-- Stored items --
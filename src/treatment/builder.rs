use chrono::{DateTime, Utc};
use rand::{distr::Alphanumeric, Rng};

use crate::model::FormulationAndRoute;
use crate::treatment::{
    DataType, Dosage, DosageHistory, DosageTimeRange, PatientCovariate, Sample, Treatment,
    TreatmentError,
};
use crate::units::Unit;

/// Fluent builder for [Treatment]
///
/// ```
/// use chrono::{TimeZone, Utc};
/// use dosewise::model::FormulationAndRoute;
/// use dosewise::treatment::{DataType, Treatment};
/// use dosewise::units::Unit;
///
/// let treatment = Treatment::builder()
///     .patient_id("patient_001")
///     .range(
///         Utc.with_ymd_and_hms(2018, 7, 6, 8, 0, 0).unwrap(),
///         Utc.with_ymd_and_hms(2018, 7, 10, 8, 0, 0).unwrap(),
///         500.0,
///         Unit::new("mg"),
///         12.0,
///         FormulationAndRoute::new("tablet", "oral"),
///     )
///     .covariate(
///         "weight",
///         Utc.with_ymd_and_hms(2018, 7, 6, 8, 0, 0).unwrap(),
///         "70",
///         Unit::new("kg"),
///         DataType::Double,
///     )
///     .build()
///     .unwrap();
/// assert_eq!(treatment.dosage_history().ranges().len(), 1);
/// ```
pub struct TreatmentBuilder {
    patient_id: String,
    history: DosageHistory,
    covariates: Vec<PatientCovariate>,
    samples: Vec<Sample>,
    error: Option<TreatmentError>,
}

impl Default for TreatmentBuilder {
    fn default() -> Self {
        let patient_id: String = rand::rng()
            .sample_iter(&Alphanumeric)
            .take(5)
            .map(char::from)
            .collect();

        TreatmentBuilder {
            patient_id,
            history: DosageHistory::new(),
            covariates: Vec::new(),
            samples: Vec::new(),
            error: None,
        }
    }
}

impl TreatmentBuilder {
    pub fn patient_id(mut self, id: impl Into<String>) -> Self {
        self.patient_id = id.into();
        self
    }

    /// Add a dosage time range
    ///
    /// The dose is repeated every `interval_h` hours from `start` until
    /// `end`. An overlapping range is reported by [`build`].
    ///
    /// [`build`]: TreatmentBuilder::build
    pub fn range(
        mut self,
        start: DateTime<Utc>,
        end: DateTime<Utc>,
        dose: f64,
        dose_unit: Unit,
        interval_h: f64,
        formulation_and_route: FormulationAndRoute,
    ) -> Self {
        if self.error.is_none() {
            let dosage = Dosage::new(dose, dose_unit, interval_h);
            let range = DosageTimeRange::new(start, end, dosage, formulation_and_route);
            if let Err(e) = self.history.add_range(range) {
                self.error = Some(e);
            }
        }
        self
    }

    /// Add a covariate observation
    pub fn covariate(
        mut self,
        id: impl Into<String>,
        date: DateTime<Utc>,
        value: impl Into<String>,
        unit: Unit,
        data_type: DataType,
    ) -> Self {
        self.covariates
            .push(PatientCovariate::new(id, date, value, unit, data_type));
        self
    }

    /// Add a measured concentration sample
    pub fn sample(mut self, date: DateTime<Utc>, value: f64, unit: Unit) -> Self {
        self.samples.push(Sample::new(date, value, unit));
        self
    }

    pub fn build(self) -> Result<Treatment, TreatmentError> {
        if let Some(error) = self.error {
            return Err(error);
        }
        Ok(Treatment::new(
            self.patient_id,
            self.history,
            self.covariates,
            self.samples,
        ))
    }
}

#[cfg(test)]
mod tests {
    use super::*;
    use chrono::TimeZone;

    #[test]
    fn test_builder_defaults_to_random_patient_id() {
        let treatment = Treatment::builder().build().unwrap();
        assert_eq!(treatment.patient_id().len(), 5);
    }

    #[test]
    fn test_builder_reports_overlap() {
        let start = Utc.with_ymd_and_hms(2018, 7, 1, 8, 0, 0).unwrap();
        let end = Utc.with_ymd_and_hms(2018, 7, 5, 8, 0, 0).unwrap();
        let oral = FormulationAndRoute::new("tablet", "oral");

        let result = Treatment::builder()
            .range(start, end, 500.0, Unit::new("mg"), 12.0, oral.clone())
            .range(start, end, 250.0, Unit::new("mg"), 12.0, oral)
            .build();
        assert!(matches!(
            result,
            Err(TreatmentError::OverlappingRanges { .. })
        ));
    }
}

-- Your instructions --
How many of the lines in these entries hold "DosageHistory"? Report only the count.

-- Exercise output --
3